Required action: Report all lines in the records that hold the string "super".

Top of Recorded data

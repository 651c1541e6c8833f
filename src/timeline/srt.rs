use std::fmt::Write as _;

use log::warn;
use once_cell::sync::Lazy;
use regex::Regex;

use crate::errors::PipelineError;

use super::TimeSpan;

// @module: SRT cue parsing and formatting

// @const: SRT timestamp regex (comma or dot before the milliseconds)
static TIMESTAMP_REGEX: Lazy<Regex> = Lazy::new(|| {
    Regex::new(r"(\d{2}):(\d{2}):(\d{2})[,.](\d{3})\s*-->\s*(\d{2}):(\d{2}):(\d{2})[,.](\d{3})")
        .unwrap()
});

// @struct: Single SRT cue
#[derive(Debug, Clone, PartialEq)]
pub struct SrtCue {
    // @field: Cue number as written in the file
    pub index: usize,

    // @field: Cue timing
    pub span: TimeSpan,

    // @field: Cue text, lines joined with '\n'
    pub text: String,
}

/// Format seconds as an SRT timestamp (HH:MM:SS,mmm)
pub fn format_timestamp(seconds: f64) -> String {
    let ms = (seconds.max(0.0) * 1000.0).round() as u64;
    let hours = ms / 3_600_000;
    let minutes = (ms % 3_600_000) / 60_000;
    let secs = (ms % 60_000) / 1_000;
    let millis = ms % 1_000;

    format!("{:02}:{:02}:{:02},{:03}", hours, minutes, secs, millis)
}

fn captures_to_seconds(caps: &regex::Captures, start_idx: usize) -> f64 {
    let field = |i: usize| -> u64 {
        caps.get(start_idx + i)
            .map_or(0, |m| m.as_str().parse().unwrap_or(0))
    };
    let ms = (field(0) * 3600 + field(1) * 60 + field(2)) * 1000 + field(3);
    ms as f64 / 1000.0
}

/// Parse SRT content into cues sorted by start time.
///
/// A cue whose end is not after its start is rejected; empty cues are kept
/// because a silent segment is still a timeline entry.
pub fn parse_srt(content: &str) -> Result<Vec<SrtCue>, PipelineError> {
    let mut cues = Vec::new();

    let mut index: Option<usize> = None;
    let mut span: Option<TimeSpan> = None;
    let mut text = String::new();

    let finish = |index: usize, span: TimeSpan, text: &mut String, cues: &mut Vec<SrtCue>| {
        cues.push(SrtCue {
            index,
            span,
            text: text.trim().to_string(),
        });
        text.clear();
    };

    for (line_no, line) in content.lines().enumerate() {
        let trimmed = line.trim().trim_start_matches('\u{feff}');

        if trimmed.is_empty() {
            if let (Some(i), Some(s)) = (index, span) {
                finish(i, s, &mut text, &mut cues);
                index = None;
                span = None;
            }
            continue;
        }

        if index.is_none() {
            match trimmed.parse::<usize>() {
                Ok(num) => index = Some(num),
                Err(_) => warn!("Unexpected text at line {} before cue number: {}", line_no + 1, trimmed),
            }
            continue;
        }

        if span.is_none() {
            let caps = TIMESTAMP_REGEX.captures(trimmed).ok_or_else(|| {
                PipelineError::InvalidInput(format!(
                    "Expected SRT timestamp at line {}, found: {}",
                    line_no + 1,
                    trimmed
                ))
            })?;
            let start = captures_to_seconds(&caps, 1);
            let end = captures_to_seconds(&caps, 5);
            let parsed = TimeSpan::new(start, end).map_err(|_| {
                PipelineError::InvalidInput(format!(
                    "SRT cue {} at line {} has no positive duration: {}",
                    index.unwrap_or_default(),
                    line_no + 1,
                    trimmed
                ))
            })?;
            span = Some(parsed);
            continue;
        }

        if !text.is_empty() {
            text.push('\n');
        }
        text.push_str(trimmed);
    }

    if let (Some(i), Some(s)) = (index, span) {
        finish(i, s, &mut text, &mut cues);
    }

    cues.sort_by(|a, b| a.span.start.total_cmp(&b.span.start));
    Ok(cues)
}

/// Render cues as SRT, renumbering them from 1
pub fn format_srt(cues: &[SrtCue]) -> String {
    let mut out = String::new();
    for (i, cue) in cues.iter().enumerate() {
        let _ = writeln!(out, "{}", i + 1);
        let _ = writeln!(
            out,
            "{} --> {}",
            format_timestamp(cue.span.start),
            format_timestamp(cue.span.end)
        );
        let _ = writeln!(out, "{}", cue.text);
        out.push('\n');
    }
    out
}
/*!
 * Content-fingerprinted artifact cache.
 *
 * Intermediate artifacts are stored under
 * `<root>/<stage>/<sha256>.{wav,json}`, where the hash covers the media id,
 * the stage and the stage inputs. A re-run with identical inputs finds its
 * artifacts and skips the work; a cancelled run keeps everything it already
 * stored.
 */

use std::path::{Path, PathBuf};
use std::sync::Arc;

use log::{debug, warn};
use parking_lot::RwLock;
use serde::de::DeserializeOwned;
use serde::Serialize;
use sha2::{Digest, Sha256};
use tempfile::NamedTempFile;

use crate::app_config::PipelineConfig;
use crate::audio::wav::{read_wav, write_wav};
use crate::audio::{AudioBuffer, WavEncoding};
use crate::errors::PipelineError;

use super::context::Stage;

/// Cache key of one artifact
#[derive(Debug, Clone, PartialEq, Eq, Hash)]
pub struct Fingerprint {
    stage: Stage,
    digest: String,
}

impl Fingerprint {
    /// Hash `(media_id, stage, inputs...)`. Each part is length-prefixed so
    /// that different splits of the same bytes never collide.
    pub fn compute(media_id: &str, stage: Stage, inputs: &[&[u8]]) -> Self {
        let mut hasher = Sha256::new();
        for part in [media_id.as_bytes(), stage.as_str().as_bytes()].iter().chain(inputs) {
            hasher.update((part.len() as u64).to_le_bytes());
            hasher.update(part);
        }
        Self {
            stage,
            digest: hex(&hasher.finalize()),
        }
    }

    pub fn stage(&self) -> Stage {
        self.stage
    }

    pub fn digest(&self) -> &str {
        &self.digest
    }
}

fn hex(bytes: &[u8]) -> String {
    bytes.iter().map(|b| format!("{:02x}", b)).collect()
}

/// SHA-256 of an audio buffer's rate and samples
pub fn audio_digest(audio: &AudioBuffer) -> String {
    let mut hasher = Sha256::new();
    hasher.update(audio.sample_rate.to_le_bytes());
    for sample in &audio.samples {
        hasher.update(sample.to_le_bytes());
    }
    hex(&hasher.finalize())
}

/// SHA-256 of a file's bytes; `None` when it cannot be read
pub fn file_digest(path: &Path) -> Option<String> {
    let content = std::fs::read(path).ok()?;
    Some(hex(&Sha256::digest(&content)))
}

/// Cache tag of a collaborator reading `path`, keyed on the file content;
/// an unreadable file is tagged with its path instead
pub fn file_tag(kind: &str, path: &Path) -> String {
    match file_digest(path) {
        Some(digest) => format!("{}:{}", kind, digest),
        None => format!("{}:missing:{}", kind, path.display()),
    }
}

/// On-disk artifact cache; a disabled cache misses every lookup and stores
/// nothing
#[derive(Debug, Clone)]
pub struct ArtifactCache {
    root: Option<PathBuf>,
    hits: Arc<RwLock<usize>>,
    misses: Arc<RwLock<usize>>,
}

impl ArtifactCache {
    pub fn at(root: PathBuf) -> Self {
        Self {
            root: Some(root),
            hits: Arc::new(RwLock::new(0)),
            misses: Arc::new(RwLock::new(0)),
        }
    }

    pub fn disabled() -> Self {
        Self {
            root: None,
            hits: Arc::new(RwLock::new(0)),
            misses: Arc::new(RwLock::new(0)),
        }
    }

    /// Cache in `config.cache_dir`, or `<user cache dir>/dubsplice`
    pub fn from_config(config: &PipelineConfig) -> Self {
        if !config.cache_enabled {
            return Self::disabled();
        }
        match config
            .cache_dir
            .clone()
            .or_else(|| dirs::cache_dir().map(|dir| dir.join("dubsplice")))
        {
            Some(root) => Self::at(root),
            None => {
                warn!("No cache directory available, artifact caching disabled");
                Self::disabled()
            }
        }
    }

    pub fn is_enabled(&self) -> bool {
        self.root.is_some()
    }

    pub fn root(&self) -> Option<&Path> {
        self.root.as_deref()
    }

    fn path_for(&self, fingerprint: &Fingerprint, extension: &str) -> Option<PathBuf> {
        self.root.as_ref().map(|root| {
            root.join(fingerprint.stage.as_str())
                .join(format!("{}.{}", fingerprint.digest, extension))
        })
    }

    fn record(&self, hit: bool, fingerprint: &Fingerprint) {
        if hit {
            *self.hits.write() += 1;
            debug!("Cache hit for {} {}", fingerprint.stage, &fingerprint.digest[..12]);
        } else {
            *self.misses.write() += 1;
            debug!("Cache miss for {} {}", fingerprint.stage, &fingerprint.digest[..12]);
        }
    }

    /// Cached audio, if present and readable
    pub fn load_audio(&self, fingerprint: &Fingerprint) -> Option<AudioBuffer> {
        let path = self.path_for(fingerprint, "wav")?;
        let loaded = if path.exists() {
            match read_wav(&path) {
                Ok(audio) => Some(audio),
                Err(e) => {
                    warn!("Ignoring unreadable cache entry {:?}: {}", path, e);
                    None
                }
            }
        } else {
            None
        };
        self.record(loaded.is_some(), fingerprint);
        loaded
    }

    pub fn store_audio(&self, fingerprint: &Fingerprint, audio: &AudioBuffer) -> Result<(), PipelineError> {
        let Some(path) = self.path_for(fingerprint, "wav") else {
            return Ok(());
        };
        let temp = Self::temp_file_beside(&path)?;
        write_wav(temp.path(), audio, WavEncoding::Float32)?;
        Self::persist(temp, &path)
    }

    /// Cached JSON value, if present and parseable
    pub fn load_json<T: DeserializeOwned>(&self, fingerprint: &Fingerprint) -> Option<T> {
        let path = self.path_for(fingerprint, "json")?;
        let loaded = if path.exists() {
            match std::fs::read_to_string(&path)
                .map_err(PipelineError::from)
                .and_then(|content| serde_json::from_str(&content).map_err(PipelineError::from))
            {
                Ok(value) => Some(value),
                Err(e) => {
                    warn!("Ignoring unreadable cache entry {:?}: {}", path, e);
                    None
                }
            }
        } else {
            None
        };
        self.record(loaded.is_some(), fingerprint);
        loaded
    }

    pub fn store_json<T: Serialize>(&self, fingerprint: &Fingerprint, value: &T) -> Result<(), PipelineError> {
        let Some(path) = self.path_for(fingerprint, "json") else {
            return Ok(());
        };
        let content = serde_json::to_string_pretty(value)?;
        let temp = Self::temp_file_beside(&path)?;
        std::fs::write(temp.path(), content)?;
        Self::persist(temp, &path)
    }

    fn temp_file_beside(path: &Path) -> Result<NamedTempFile, PipelineError> {
        let dir = path
            .parent()
            .ok_or_else(|| PipelineError::Cache(format!("Cache path {:?} has no parent", path)))?;
        std::fs::create_dir_all(dir)?;
        Ok(NamedTempFile::new_in(dir)?)
    }

    fn persist(temp: NamedTempFile, path: &Path) -> Result<(), PipelineError> {
        temp.persist(path)
            .map_err(|e| PipelineError::Cache(format!("Failed to store {:?}: {}", path, e)))?;
        debug!("Stored cache entry {:?}", path);
        Ok(())
    }

    /// (hits, misses, hit rate)
    pub fn stats(&self) -> (usize, usize, f64) {
        let hits = *self.hits.read();
        let misses = *self.misses.read();
        let total = hits + misses;
        let hit_rate = if total > 0 {
            hits as f64 / total as f64
        } else {
            0.0
        };
        (hits, misses, hit_rate)
    }
}

impl Default for ArtifactCache {
    fn default() -> Self {
        Self::disabled()
    }
}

Bottom of Recorded data

Written solution:
use super::TimeSpan;
use super::context::Stage;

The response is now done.